Part of the estate included Biltmore Village, formerly a small railroad town known as Best, which was redesigned to resemble a rural French medieval village, with a fan-shaped street grid centering around the Episcopal Cathedral of All Souls, which was attended regularly by the Vanderbilt family. The village also features Norman-style cottages, various shops, a train station, a hospital, and a school for the families of workers at the estate, with many of the buildings being designed by Richard Sharp Smith, who took over as lead architect following the death of Richard Morris Hunt. Today featuring many shops, restaurants, and tourist accommodations, Biltmore Village has since been annexed by the city of Asheville. The portion of the estate bordering Biltmore Village features an iconic gatehouse, which melds the cottage-like materials of the village with the more imposing design language of the mansion inside the estate. Between the gatehouse and the mansion, a 3-mile-long (5 kilometer long) driveway known as the Approach Road winds its way through carefully cultivated landscapes, as well as crossing under Interstate 40.

 

The grounds around the estate include a walled garden with rusticate granite walls, a large rose garden, gardener’s cottage, and a conservatory featuring various tropical plants that would not naturally grow in the local climate. Closer to the house, the large South Terrace enclosed by a rusticated retaining wall stands immediately south of the house, with a gazebo at the southwest corner of the terrace.
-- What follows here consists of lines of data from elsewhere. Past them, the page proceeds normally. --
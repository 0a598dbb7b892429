//! Plugin entry point: configuration, shared client and action registry.

use chrono::{DateTime, Utc};
use std::sync::Arc;
use tracing::{info, warn};

use crate::actions::{
    ActionHandler, ActionPipeline, PairOhlcvAction, PairStatsAction, TokenMetadataAction,
    TokenPairStatsAction, TokenPairsAction, TokenPriceAction,
};
use crate::client::MoralisClient;
use crate::config::MoralisConfig;
use crate::error::Result;
use crate::runtime::{ActionResult, HandlerCallback, Memory, ModelRuntime, RuntimeSettings, State};
use crate::{PLUGIN_DESCRIPTION, PLUGIN_NAME};

/// The Moralis plugin with every action bound to one client.
pub struct MoralisPlugin {
    client: Arc<MoralisClient>,
    actions: Vec<Box<dyn ActionHandler>>,
}

impl MoralisPlugin {
    /// Build the plugin from an explicit configuration.
    ///
    /// # Errors
    ///
    /// Returns a configuration error if the key is missing or any setting is invalid.
    pub fn new(config: MoralisConfig) -> Result<Self> {
        let client = Arc::new(MoralisClient::new(config)?);

        let actions: Vec<Box<dyn ActionHandler>> = vec![
            Box::new(ActionPipeline::new(TokenPriceAction, Arc::clone(&client))),
            Box::new(ActionPipeline::new(TokenMetadataAction, Arc::clone(&client))),
            Box::new(ActionPipeline::new(PairStatsAction, Arc::clone(&client))),
            Box::new(ActionPipeline::new(PairOhlcvAction, Arc::clone(&client))),
            Box::new(ActionPipeline::new(TokenPairsAction, Arc::clone(&client))),
            Box::new(ActionPipeline::new(TokenPairStatsAction, Arc::clone(&client))),
        ];

        info!(
            plugin = PLUGIN_NAME,
            base_url = %client.config().base_url(),
            actions = actions.len(),
            "Moralis plugin initialized"
        );

        Ok(Self { client, actions })
    }

    /// Resolve configuration from runtime settings (environment as fallback).
    pub fn from_settings(settings: &dyn RuntimeSettings) -> Result<Self> {
        Self::new(MoralisConfig::from_settings(settings)?)
    }

    pub fn name(&self) -> &'static str {
        PLUGIN_NAME
    }

    pub fn description(&self) -> &'static str {
        PLUGIN_DESCRIPTION
    }

    pub fn config(&self) -> &MoralisConfig {
        self.client.config()
    }

    pub fn actions(&self) -> &[Box<dyn ActionHandler>] {
        &self.actions
    }

    pub fn action_names(&self) -> Vec<&'static str> {
        self.actions.iter().map(|a| a.definition().name).collect()
    }

    /// Look up an action by name or simile, ignoring case.
    pub fn find_action(&self, name: &str) -> Option<&dyn ActionHandler> {
        self.actions
            .iter()
            .find(|a| a.definition().matches(name))
            .map(|a| a.as_ref())
    }

    pub async fn handle(
        &self,
        action: &str,
        runtime: &dyn ModelRuntime,
        message: &Memory,
        state: &State,
        callback: Option<&HandlerCallback>,
    ) -> ActionResult {
        self.handle_at(action, runtime, message, state, callback, Utc::now())
            .await
    }

    /// Dispatch to the named action with an explicit reference time.
    pub async fn handle_at(
        &self,
        action: &str,
        runtime: &dyn ModelRuntime,
        message: &Memory,
        state: &State,
        callback: Option<&HandlerCallback>,
        now: DateTime<Utc>,
    ) -> ActionResult {
        match self.find_action(action) {
            Some(handler) => {
                handler
                    .handle_at(runtime, message, state, callback, now)
                    .await
            }
            None => {
                warn!(action, "Unknown Moralis action");
                ActionResult::failure(
                    format!("Unknown action: {action}"),
                    format!("no action named {action}"),
                )
            }
        }
    }
}

#[cfg(test)]
mod tests {
    use super::*;
    use crate::config::API_KEY_SETTING;
    use crate::error::MoralisError;
    use std::collections::HashMap;

    fn plugin() -> MoralisPlugin {
        MoralisPlugin::new(MoralisConfig::new("test-key")).unwrap()
    }

    #[test]
    fn test_plugin_registers_all_actions() {
        let plugin = plugin();
        assert_eq!(plugin.name(), "moralis");
        assert_eq!(
            plugin.action_names(),
            vec![
                "GET_SOLANA_TOKEN_PRICE",
                "GET_SOLANA_TOKEN_METADATA",
                "GET_SOLANA_PAIR_STATS",
                "GET_SOLANA_PAIR_OHLCV",
                "GET_SOLANA_TOKEN_PAIRS",
                "GET_SOLANA_TOKEN_PAIR_STATS",
            ]
        );
    }

    #[test]
    fn test_find_action_by_simile() {
        let plugin = plugin();
        let action = plugin.find_action("solana_token_price").unwrap();
        assert_eq!(action.definition().name, "GET_SOLANA_TOKEN_PRICE");
        assert!(plugin.find_action("GET_ETH_PRICE").is_none());
    }

    #[test]
    fn test_action_names_and_similes_are_unique() {
        let plugin = plugin();
        let mut seen = std::collections::HashSet::new();
        for action in plugin.actions() {
            let definition = action.definition();
            assert!(seen.insert(definition.name.to_ascii_uppercase()), "{}", definition.name);
            for simile in definition.similes {
                assert!(seen.insert(simile.to_ascii_uppercase()), "{simile}");
            }
            assert!(!definition.examples.is_empty());
        }
    }

    #[test]
    fn test_plugin_requires_api_key() {
        let err = match MoralisPlugin::new(MoralisConfig::new("  ")) {
            Ok(_) => panic!("plugin built without an API key"),
            Err(e) => e,
        };
        assert!(matches!(err, MoralisError::Config(_)));
    }

    #[test]
    fn test_plugin_from_settings() {
        let settings: HashMap<String, String> =
            [(API_KEY_SETTING.to_string(), "from-settings".to_string())]
                .into_iter()
                .collect();
        let plugin = MoralisPlugin::from_settings(&settings).unwrap();
        assert_eq!(plugin.config().api_key, "from-settings");
    }
}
East of the terrace is the Italian Garden, which features a formal layout, fountains, and Italian-style sculptures, with a more natural Shrub Garden and vine-covered arbor south of the Italian Garden. In front of the house is a large lawn, which runs east to the Esplanade, a stone wall with a series of stairs and ramps that switchback to an upper lawn, with a decorative series of six stone fountains embedded into the base of the wall, and a small belvedere with a Statue of Diana at the upper end of the lawn. West of the house is a grassy knoll, which leaves the views from the house of the surrounding mountains unobstructed. Finally, below the Walled Garden, an enlarged former mill pond, which predated the estate by many decades, is now known as the Biltmore Bass Pond, and has been stocked with fish, and features a boathouse, with a dam and waterfall at the lower end of the pond along the exit road from the house.

 

The Biltmore House features elements from various historic French Chateaux, including the stair tower and hipped roofs of the Chateau Royal de Blois, as well as various elements from the Chateau de Chenonceau, Chateau de Chambord, also in France, and Waddesdon Manor in England. The house features a facade clad in Indiana Limestone, with lots of Gothic details, leaded glass windows, casement windows, and double-hung windows, towers with steeply pitched hipped slate roofs and decorative copper cresting, ornate wall dormers, an elevator tower at one side of the staircase, a large conservatory known as the Winter Garden next to the front entrance tower, which features an octagonal glass roof with an wooden Gothic support structure, a loggia on the west side of the house with sweeping views of the Pisgah National Forest in the distance, and a stable wing on the north end of the house, with a porte cochere tower entrance to the stable courtyard, stone chimneys, and a loggia on the south side of the house. The smooth limestone exterior of the house is contrasted by the house’s rusticated granite base, quarried on the grounds of the house, which also was utilized in the massive retaining wall around the adjacent South Terrace.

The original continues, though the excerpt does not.